Hypothetical situation. There is no child support order between Mom A and Dad A, who are now split. For the last 10 years they have taken care of normal, everyday expenses for child within each home and then split big expenses like education, outside sports, dance, etc. Or so Dad A always thought. In fact, since Mom A got remarried 10 years ago, she hasn't actually paid any of these large outside expenses even though she continues to work and earn same income as before. She has convinced her new spouse to pay these outside expenses, which can run between 10 and 20 K a year. But she never told Dad A about this. Dad A learned about this when a financial statement arrived at his house showing new spouse's contributions.

Question: The law says both bio parents are to pay equal child expenses. Dad A totally agrees, but this news has changed his opinion about HIS PARTICULAR SITUATION (not the national law). Dad A has informed Mom A that they must rethink division of expenses. Mom A maintains she will seek court support order if Dad lowers contribution.
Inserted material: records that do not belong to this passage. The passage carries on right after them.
//! Preallocated planar scratch storage for the three bands.
//!
//! One contiguous `Vec<f32>` per band, `channels × max_block` samples, channel
//! `c` occupying `[c * max_block, (c + 1) * max_block)`. Sized in
//! [`BandBuffers::resize`] at configuration time and never reallocated by
//! the block path.

#[cfg(not(feature = "std"))]
use alloc::vec::Vec;

use crate::band_splitter::BandSlices;
use crate::params::Band;

/// Scratch band storage for one signal path.
#[derive(Debug, Clone, Default)]
pub struct BandBuffers {
    bands: [Vec<f32>; 3],
    channels: usize,
    max_block: usize,
}

impl BandBuffers {
    /// Allocates storage for `channels` channels of up to `max_block` samples.
    pub fn new(channels: usize, max_block: usize) -> Self {
        let mut buffers = Self::default();
        buffers.resize(channels, max_block);
        buffers
    }

    /// Reallocates for a new layout and zeroes all samples.
    pub fn resize(&mut self, channels: usize, max_block: usize) {
        self.channels = channels;
        self.max_block = max_block;
        for band in &mut self.bands {
            band.clear();
            band.resize(channels * max_block, 0.0);
        }
    }

    /// Channel count.
    pub fn channels(&self) -> usize {
        self.channels
    }

    /// Maximum block length.
    pub fn max_block(&self) -> usize {
        self.max_block
    }

    fn range(&self, channel: usize, len: usize) -> core::ops::Range<usize> {
        debug_assert!(channel < self.channels && len <= self.max_block);
        let start = channel * self.max_block;
        start..start + len
    }

    /// First `len` samples of one band and channel.
    pub fn band(&self, band: Band, channel: usize, len: usize) -> &[f32] {
        let range = self.range(channel, len);
        &self.bands[band.index()][range]
    }

    /// Mutable first `len` samples of one band and channel.
    pub fn band_mut(&mut self, band: Band, channel: usize, len: usize) -> &mut [f32] {
        let range = self.range(channel, len);
        &mut self.bands[band.index()][range]
    }

    /// Mutable slices of all three bands for one channel, ready for a split.
    pub fn split_slices(&mut self, channel: usize, len: usize) -> BandSlices<'_> {
        let range = self.range(channel, len);
        let [low, mid, high] = &mut self.bands;
        BandSlices {
            low: &mut low[range.clone()],
            mid: &mut mid[range.clone()],
            high: &mut high[range],
        }
    }

    /// Writes `low + mid + high` for one channel into `out`.
    pub fn sum_into(&self, channel: usize, out: &mut [f32]) {
        let range = self.range(channel, out.len());
        let [low, mid, high] = &self.bands;
        let (low, mid, high) = (&low[range.clone()], &mid[range.clone()], &high[range]);
        for (i, sample) in out.iter_mut().enumerate() {
            *sample = low[i] + mid[i] + high[i];
        }
    }
}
Will a judge take into consideration who has actually been paying expenses or completely ignore that and issue an order solely according to Mom A and Dad A's income? (No other children from either marriage.)

ocean

Little confused, if mom is paying half the expenses from her house who cares if it is coming from step-dad check or mom's check?

Since there is no court order, the courts will treat it as a new case. Dad can request that he pay half of one activity per season/year. If there is a huge expense that mom has solely been paying he can try to show that she has been paying for the last xx years but probably will wind up splitting it if the salaries of the bio parents are still the same. Most states do not count step-parents income, some request it but we can whited out my info on all forms and the totals as in my state step-parents have no legal rights. There are state laws not national laws. Look up your state. What he is giving now is going to be considered a gift. Have him pay directly to the activity and get receipts. Tell mom that dad will only pay to the activity directly so she needs to tell him when it is due. Until there is a court order, what he pays mother may not count so be careful.

If your state allows step parent contribution, then dad may be responsible for less than 50% of the activities because his household makes less.

MixedBag

IMHO -- you are gonna lose this one BIG TIME.

The courts don't (normally) care if you married rich or poor and who is physically paying the bills.

The fact that step-daddyo is actually writing the check doesn't matter.

If the shoe was on the other foot -- and you re-married a rich woman, would you want you and her to have to py more?

The answer is no.....so whom she married and how much HE makes is not relevant -- it's between Mom and Dad (or even just the NCP in many states if your state isn't an income shares formula for Child support).